Purpose : Endothelial progenitor cells (EPCs) promote angiogenesis, maintain and regenerate the vasculature. We have recently demonstrated that early EPCs represent circulating angiogenic cells (CACs) which express haematopoietic markers and are molecularly and functionally similar to M2-macrophages. CACs-based cytotherapy significantly enhances vascular repair in the murine ischaemic retina and is mediated by paracrine release of angiogenic factors. This pro-angiogenic potential of CACs could be harnessed as a novel cellular therapy for the treatment of diabetic retinopathy. However, since CACs are akin to M2-macrophages, a switch between their pro-angiogenic and pro-inflammatory phenotype is possible and will be dictated by their environment. Therefore, the plasticity and pro-angiogenic function of CACs needs to be assessed within the context of a diabetic milieu.

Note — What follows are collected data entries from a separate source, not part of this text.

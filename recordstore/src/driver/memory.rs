// Copyright (c) 2024-2025 DeepGraph Inc.
// SPDX-License-Identifier: Apache-2.0
//
//! In-memory driver implementation for testing

use super::handle::{first_node, paginate, stamp_write, HandleState};
use super::traits::{Database, Driver};
use super::types::DriverKind;
use crate::error::DbResult;
use crate::model::{DatabaseInfo, Node, Record, SearchQuery};
use log::{debug, info};
use parking_lot::RwLock;
use std::collections::HashMap;
use std::sync::Arc;

type Table = HashMap<String, Record>;
type Store = Arc<RwLock<HashMap<DatabaseInfo, Table>>>;

/// In-memory driver
///
/// Every handle opened from the same driver shares one store, so two handles
/// bound to the same namespace+table see each other's writes.
#[derive(Default)]
pub struct MemoryDriver {
    store: Store,
}

/// In-memory database handle
pub struct MemoryDatabase {
    store: Store,
    state: RwLock<HandleState<DatabaseInfo>>,
}

impl MemoryDriver {
    /// Create a new memory driver with an empty store
    pub fn new() -> Self {
        Self::default()
    }
}

impl Driver for MemoryDriver {
    fn kind(&self) -> DriverKind {
        DriverKind::Memory
    }

    fn new_db(&self, nodes: &[Node]) -> DbResult<Box<dyn Database>> {
        let node = first_node(nodes)?;
        debug!("Opening memory database handle (node {})", node);

        Ok(Box::new(MemoryDatabase {
            store: self.store.clone(),
            state: RwLock::new(HandleState::Unbound),
        }))
    }
}

impl Database for MemoryDatabase {
    fn init(&self, database: &DatabaseInfo) -> DbResult<()> {
        let mut state = self.state.write();
        state.ensure_open()?;
        database.validate()?;

        self.store.write().entry(database.clone()).or_default();
        *state = HandleState::Bound(database.clone());
        info!("Memory handle bound to {}", database);
        Ok(())
    }

    fn close(&self) -> DbResult<()> {
        let mut state = self.state.write();
        *state = HandleState::Closed;
        Ok(())
    }

    fn create(&self, record: &mut Record) -> DbResult<()> {
        let state = self.state.read();
        let database = state.bound()?;

        stamp_write(record)?;
        debug!("Writing record '{}' to {}", record.id, database);
        self.store
            .write()
            .entry(database.clone())
            .or_default()
            .insert(record.id.clone(), record.clone());
        Ok(())
    }

    fn read(&self, id: &str) -> DbResult<Option<Record>> {
        let state = self.state.read();
        let database = state.bound()?;

        let store = self.store.read();
        Ok(store.get(database).and_then(|table| table.get(id)).cloned())
    }

    fn update(&self, record: &mut Record) -> DbResult<()> {
        self.create(record)
    }

    fn delete(&self, id: &str) -> DbResult<()> {
        let state = self.state.read();
        let database = state.bound()?;

        debug!("Deleting record '{}' from {}", id, database);
        if let Some(table) = self.store.write().get_mut(database) {
            table.remove(id);
        }
        Ok(())
    }

    fn search(&self, query: &SearchQuery) -> DbResult<Vec<Record>> {
        let state = self.state.read();
        let database = state.bound()?;
        let (offset, limit) = query.page();

        let store = self.store.read();
        let mut matched: Vec<Record> = store
            .get(database)
            .map(|table| {
                table
                    .values()
                    .filter(|record| query.matches(record))
                    .cloned()
                    .collect()
            })
            .unwrap_or_default();

        matched.sort_by(|a, b| a.created.cmp(&b.created).then_with(|| a.id.cmp(&b.id)));
        if query.reverse {
            matched.reverse();
        }

        debug!(
            "Search on {} matched {} records (offset {}, limit {})",
            database,
            matched.len(),
            offset,
            limit
        );
        Ok(paginate(matched, offset, limit))
    }
}
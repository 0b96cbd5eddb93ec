// Copyright (c) 2024-2025 DeepGraph Inc.
// SPDX-License-Identifier: Apache-2.0
//
//! Driver configuration
//!
//! Configuration is handed to the factory/registry once at startup. Every
//! field has a default, so an empty JSON object is a valid configuration.

use crate::error::{DbError, DbResult};
use serde::{Deserialize, Serialize};
use std::path::Path;
use std::time::Duration;

/// Shared credential for the key-value backend
pub const ENV_REDIS_PASSWORD: &str = "RECORDSTORE_REDIS_PASSWORD";
pub const ENV_ES_USERNAME: &str = "RECORDSTORE_ES_USERNAME";
pub const ENV_ES_PASSWORD: &str = "RECORDSTORE_ES_PASSWORD";

/// Top-level configuration for all drivers
#[derive(Debug, Clone, Default, PartialEq, Serialize, Deserialize)]
#[serde(default)]
pub struct StoreConfig {
    pub elasticsearch: ElasticsearchConfig,
    pub redis: RedisConfig,
}

/// Document-store backend settings
#[derive(Debug, Clone, PartialEq, Serialize, Deserialize)]
#[serde(default)]
pub struct ElasticsearchConfig {
    /// `http` or `https`
    pub scheme: String,
    pub username: Option<String>,
    pub password: Option<String>,
    /// Upper bound on every HTTP request
    pub request_timeout_ms: u64,
    /// Make writes visible to search before returning
    pub refresh_on_write: bool,
}

impl Default for ElasticsearchConfig {
    fn default() -> Self {
        Self {
            scheme: "http".to_string(),
            username: None,
            password: None,
            request_timeout_ms: 30_000,
            refresh_on_write: false,
        }
    }
}

impl ElasticsearchConfig {
    pub fn request_timeout(&self) -> Duration {
        Duration::from_millis(self.request_timeout_ms)
    }
}

/// Key-value backend settings
#[derive(Debug, Clone, PartialEq, Serialize, Deserialize)]
#[serde(default)]
pub struct RedisConfig {
    pub password: Option<String>,
    /// Number of logical databases tables are hashed onto
    pub slot_count: u32,
    pub connect_timeout_ms: u64,
    /// Read/write timeout on established connections; none when unset
    pub io_timeout_ms: Option<u64>,
}

impl Default for RedisConfig {
    fn default() -> Self {
        Self {
            password: None,
            slot_count: 16,
            connect_timeout_ms: 5_000,
            io_timeout_ms: None,
        }
    }
}

impl RedisConfig {
    pub fn connect_timeout(&self) -> Duration {
        Duration::from_millis(self.connect_timeout_ms)
    }

    pub fn io_timeout(&self) -> Option<Duration> {
        self.io_timeout_ms.map(Duration::from_millis)
    }
}

impl StoreConfig {
    /// Parse a JSON configuration document
    pub fn from_json_str(json: &str) -> DbResult<Self> {
        serde_json::from_str(json).map_err(|e| DbError::Config(format!("Invalid config: {}", e)))
    }

    /// Load a JSON configuration file
    pub fn from_file<P: AsRef<Path>>(path: P) -> DbResult<Self> {
        let path = path.as_ref();
        let contents = std::fs::read_to_string(path).map_err(|e| {
            DbError::Config(format!("Failed to read config {}: {}", path.display(), e))
        })?;
        let config = Self::from_json_str(&contents)?;
        log::debug!("Loaded store configuration from {}", path.display());
        Ok(config)
    }

    /// Overlay credentials from the process environment
    pub fn with_env_overrides(mut self) -> Self {
        if let Ok(password) = std::env::var(ENV_REDIS_PASSWORD) {
            self.redis.password = Some(password);
        }
        if let Ok(username) = std::env::var(ENV_ES_USERNAME) {
            self.elasticsearch.username = Some(username);
        }
        if let Ok(password) = std::env::var(ENV_ES_PASSWORD) {
            self.elasticsearch.password = Some(password);
        }
        self
    }

    pub fn validate(&self) -> DbResult<()> {
        if self.redis.slot_count == 0 {
            return Err(DbError::Config("redis.slot_count must be at least 1".into()));
        }
        if self.elasticsearch.request_timeout_ms == 0 {
            return Err(DbError::Config(
                "elasticsearch.request_timeout_ms must be positive".into(),
            ));
        }
        match self.elasticsearch.scheme.as_str() {
            "http" | "https" => Ok(()),
            other => Err(DbError::Config(format!(
                "Unknown elasticsearch.scheme: {}. Valid options: http, https",
                other
            ))),
        }
    }
}
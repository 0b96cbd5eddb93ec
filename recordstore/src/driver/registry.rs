// Copyright (c) 2024-2025 DeepGraph Inc.
// SPDX-License-Identifier: Apache-2.0
//
//! Driver registry
//!
//! Maps backend names to drivers. A registry is assembled once during startup
//! and then shared read-only (typically as `Arc<DriverRegistry>`), so lookups
//! need no locking.

use super::factory::create_driver;
use super::traits::{Database, Driver};
use super::types::DriverKind;
use crate::config::StoreConfig;
use crate::error::{DbError, DbResult};
use crate::model::Node;
use std::collections::BTreeMap;
use std::sync::Arc;

/// Registry of drivers keyed by name
#[derive(Default)]
pub struct DriverRegistry {
    drivers: BTreeMap<String, Arc<dyn Driver>>,
}

impl DriverRegistry {
    /// Create an empty registry
    pub fn new() -> Self {
        Self::default()
    }

    /// Create a registry holding every backend compiled into this build
    ///
    /// Each driver is registered under its [`DriverKind`] name.
    pub fn with_builtin_drivers(config: &StoreConfig) -> DbResult<Self> {
        let mut registry = Self::new();
        for kind in DriverKind::ALL.into_iter().filter(DriverKind::is_enabled) {
            registry.register(kind.name(), create_driver(kind, config)?)?;
        }
        Ok(registry)
    }

    /// Register a driver under a unique name
    ///
    /// # Returns
    /// * `Err(DbError::DuplicateDriver)` if the name is taken
    pub fn register(&mut self, name: &str, driver: Arc<dyn Driver>) -> DbResult<()> {
        if self.drivers.contains_key(name) {
            return Err(DbError::DuplicateDriver(name.to_string()));
        }
        log::info!("Registered {} driver as '{}'", driver.kind(), name);
        self.drivers.insert(name.to_string(), driver);
        Ok(())
    }

    /// Look up a driver by name
    ///
    /// # Returns
    /// * `Err(DbError::DriverNotFound)` if nothing is registered under `name`
    pub fn get(&self, name: &str) -> DbResult<Arc<dyn Driver>> {
        self.drivers
            .get(name)
            .cloned()
            .ok_or_else(|| DbError::DriverNotFound(name.to_string()))
    }

    /// Look up a driver and open an unbound handle against `nodes`
    pub fn open(&self, name: &str, nodes: &[Node]) -> DbResult<Box<dyn Database>> {
        self.get(name)?.new_db(nodes)
    }

    /// Registered names in sorted order
    pub fn names(&self) -> Vec<String> {
        self.drivers.keys().cloned().collect()
    }

    pub fn contains(&self, name: &str) -> bool {
        self.drivers.contains_key(name)
    }

    pub fn len(&self) -> usize {
        self.drivers.len()
    }

    pub fn is_empty(&self) -> bool {
        self.drivers.is_empty()
    }
}

#[cfg(test)]
mod tests {
    use super::*;
    use crate::driver::memory::MemoryDriver;

    #[test]
    fn test_builtin_drivers_are_registered_by_kind_name() {
        let registry = DriverRegistry::with_builtin_drivers(&StoreConfig::default()).unwrap();

        assert!(registry.contains("memory"));
        assert_eq!(
            registry.contains("elasticsearch"),
            cfg!(feature = "elasticsearch")
        );
        assert_eq!(registry.contains("redis"), cfg!(feature = "redis"));
        assert_eq!(
            registry.len(),
            DriverKind::ALL.iter().filter(|k| k.is_enabled()).count()
        );
    }

    #[test]
    fn test_unknown_driver() {
        let registry = DriverRegistry::new();
        assert!(registry.is_empty());
        assert!(matches!(
            registry.get("cassandra"),
            Err(DbError::DriverNotFound(name)) if name == "cassandra"
        ));
        assert!(matches!(
            registry.open("cassandra", &[Node::new("localhost", 1)]),
            Err(DbError::DriverNotFound(_))
        ));
    }

    #[test]
    fn test_duplicate_registration_is_rejected() {
        let mut registry = DriverRegistry::new();
        registry
            .register("primary", Arc::new(MemoryDriver::new()))
            .unwrap();

        let result = registry.register("primary", Arc::new(MemoryDriver::new()));
        assert!(matches!(result, Err(DbError::DuplicateDriver(_))));
        assert_eq!(registry.len(), 1);
    }

    #[test]
    fn test_custom_names_and_ordering() {
        let mut registry = DriverRegistry::new();
        registry
            .register("scratch", Arc::new(MemoryDriver::new()))
            .unwrap();
        registry
            .register("archive", Arc::new(MemoryDriver::new()))
            .unwrap();

        assert_eq!(registry.names(), vec!["archive", "scratch"]);
        assert_eq!(registry.get("archive").unwrap().kind(), DriverKind::Memory);
    }

    #[test]
    fn test_open_propagates_driver_errors() {
        let registry = DriverRegistry::with_builtin_drivers(&StoreConfig::default()).unwrap();
        assert!(matches!(
            registry.open("memory", &[]),
            Err(DbError::NotAvailable(_))
        ));
        assert!(registry.open("memory", &[Node::new("localhost", 1)]).is_ok());
    }
}
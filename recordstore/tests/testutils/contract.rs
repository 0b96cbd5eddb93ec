//! Handle contract checks
//!
//! Each check takes a handle already bound to an empty table.

#![allow(dead_code)]

use recordstore::{Database, DbError, Record, SearchQuery};

fn ids(records: &[Record]) -> Vec<String> {
    records.iter().map(|r| r.id.clone()).collect()
}

/// Insert `count` records with ids `r01..` and created `1..=count`
fn seed(db: &dyn Database, count: i64) {
    for n in 1..=count {
        let mut record = Record::new(format!("r{:02}", n)).with_field("n", n);
        record.created = n;
        db.create(&mut record).expect("seed record");
    }
}

pub fn create_then_read_returns_record(db: &dyn Database) {
    let mut record = Record::new("1")
        .with_field("title", "hello")
        .with_field("views", 3);
    db.create(&mut record).unwrap();

    assert!(record.created > 0);
    assert!(record.updated >= record.created);

    let stored = db.read("1").unwrap().expect("record should exist");
    assert_eq!(stored, record);
}

pub fn update_keeps_created_and_advances_updated(db: &dyn Database) {
    let mut record = Record::new("u1").with_field("body", "draft");
    db.create(&mut record).unwrap();
    let (created, updated) = (record.created, record.updated);

    let mut edited = record.clone().with_field("body", "final");
    db.update(&mut edited).unwrap();
    assert_eq!(edited.created, created);
    assert!(edited.updated >= updated);

    let stored = db.read("u1").unwrap().unwrap();
    assert_eq!(stored.created, created);
    assert_eq!(stored.field("body"), Some(&serde_json::json!("final")));
}

pub fn reserved_payload_fields_are_rejected(db: &dyn Database) {
    db.delete("shadow").unwrap();
    for key in ["id", "created", "updated"] {
        let mut record = Record::new("shadow").with_field(key, "yesterday");
        assert!(matches!(
            db.create(&mut record),
            Err(DbError::InvalidRecord(_))
        ));
    }
    assert_eq!(db.read("shadow").unwrap(), None);

    // Look-alike keys are ordinary payload
    let mut record = Record::new("shadow")
        .with_field("created_by", "alice")
        .with_field("Updated", true);
    db.create(&mut record).unwrap();
    assert_eq!(db.read("shadow").unwrap(), Some(record));
}

pub fn update_upserts_missing_record(db: &dyn Database) {
    let mut record = Record::new("fresh");
    db.update(&mut record).unwrap();
    assert!(record.created > 0);
    assert!(db.read("fresh").unwrap().is_some());
}

pub fn delete_removes_record(db: &dyn Database) {
    db.create(&mut Record::new("d1")).unwrap();
    db.delete("d1").unwrap();

    assert_eq!(db.read("d1").unwrap(), None);
    assert!(db.search(&SearchQuery::all()).unwrap().is_empty());

    // delete-if-present
    db.delete("d1").unwrap();
    db.delete("never-existed").unwrap();
}

pub fn search_orders_by_created(db: &dyn Database) {
    seed(db, 12);

    let ascending = db.search(&SearchQuery::all().limit(10)).unwrap();
    assert_eq!(ascending.len(), 10);
    assert_eq!(ids(&ascending).first().map(String::as_str), Some("r01"));
    assert!(ascending.windows(2).all(|w| w[0].created <= w[1].created));

    let all_ascending = db.search(&SearchQuery::all().limit(100)).unwrap();
    let all_descending = db.search(&SearchQuery::all().limit(100).reversed()).unwrap();
    let mut reversed = ids(&all_descending);
    reversed.reverse();
    assert_eq!(reversed, ids(&all_ascending));
    assert_eq!(all_descending[0].id, "r12");
}

pub fn search_paging_is_normalized(db: &dyn Database) {
    seed(db, 15);

    let defaulted = db.search(&SearchQuery::all().limit(0)).unwrap();
    assert_eq!(defaulted.len(), 10);

    let clamped = db.search(&SearchQuery::all().offset(-5)).unwrap();
    let origin = db.search(&SearchQuery::all().offset(0)).unwrap();
    assert_eq!(ids(&clamped), ids(&origin));

    let second_page = db.search(&SearchQuery::all().limit(10).offset(10)).unwrap();
    assert_eq!(
        ids(&second_page),
        vec!["r11", "r12", "r13", "r14", "r15"]
    );

    let past_end = db.search(&SearchQuery::all().offset(100)).unwrap();
    assert!(past_end.is_empty());
}

pub fn search_terms_are_conjunctive(db: &dyn Database) {
    let rows = [
        ("p1", "alice", "rust"),
        ("p2", "alice", "go"),
        ("p3", "bob", "rust"),
    ];
    for (n, (id, author, lang)) in rows.iter().enumerate() {
        let mut record = Record::new(*id)
            .with_field("author", *author)
            .with_field("lang", *lang);
        record.created = n as i64 + 1;
        db.create(&mut record).unwrap();
    }

    let alice = db
        .search(&SearchQuery::all().term("author", "alice"))
        .unwrap();
    assert_eq!(ids(&alice), vec!["p1", "p2"]);

    let alice_rust = db
        .search(&SearchQuery::all().term("author", "alice").term("lang", "rust"))
        .unwrap();
    assert_eq!(ids(&alice_rust), vec!["p1"]);

    let nobody = db
        .search(&SearchQuery::all().term("author", "carol"))
        .unwrap();
    assert!(nobody.is_empty());

    let rust_newest_first = db
        .search(&SearchQuery::all().term("lang", "rust").reversed())
        .unwrap();
    assert_eq!(ids(&rust_newest_first), vec!["p3", "p1"]);
}

/// Fresh handle: `Init` twice, one create, match-all search
pub fn blog_scenario(db: &dyn Database, database: &recordstore::DatabaseInfo) {
    db.init(database).unwrap();
    db.init(database).unwrap();

    db.create(&mut Record::new("1").with_field("payload", "hello"))
        .unwrap();

    let found = db.search(&SearchQuery::all().limit(10)).unwrap();
    assert_eq!(ids(&found), vec!["1"]);
    assert_eq!(found[0].field("payload"), Some(&serde_json::json!("hello")));
}

pub fn closed_handle_rejects_calls(db: &dyn Database) {
    db.close().unwrap();
    db.close().unwrap();

    assert!(matches!(db.read("1"), Err(DbError::NotAvailable(_))));
    assert!(matches!(
        db.create(&mut Record::new("1")),
        Err(DbError::NotAvailable(_))
    ));
    assert!(matches!(
        db.search(&SearchQuery::all()),
        Err(DbError::NotAvailable(_))
    ));
}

Methods : CACs were compared to M1 and M2 polarised macrophages, by transcriptomics analysis, gene expression, flow cytometry, and 3D tubulogenesis assay. CACs were exposed to 30mM D-glucose (high DG) for 4 days. In vitro 3D-angiogenesis assay was used to assess the pro-angiogenic potential of CACs and their conditioned medium on retinal microvascular endothelial cell (RMEC) tube formation. Gene expression from high DG-treated cells was compared to M1 and M2-macrophages by RT-qPCR.

Results : Flow cytometry-based cell surface immunophenotyping clearly distinguised CACs from M1 and M2 macrophages based on their high expression of CD163 and lack of ICAM1. High DG significantly reduced the pro-angiogenic potential of CACs and their conditioned medium on retinal microvascular endothelial cell (RMEC) tube formation (P<0.0001), compared to the untreated control (5mM DG) and the osmotic control (5mM DG + 25mM L-Glucose LG). DG-treated CACs induced a more M1 pro-inflammatory profile, with higher levels of IL1alpha, IL1beta, and IL6 and lower levels of M2 markers CD163 and CD204.

Conclusions : This study shows that although CACs are capable of inducing angiogenesis and act as M2 macrophages, they have a reduced capacity to promote angiogenesis when exposed to high DG in vitro. This significant decrease in vasoreparative properties is coupled to phenotypic changes towards a more M1 profile, potentially driven by IL1beta. The plasticity of CACs is an important consideration when delivering them as a cellular therapy into the diabetic milieu.

This is an abstract that was submitted for the 2016 ARVO Annual Meeting, held in Seattle, Wash., May 1-5, 2016.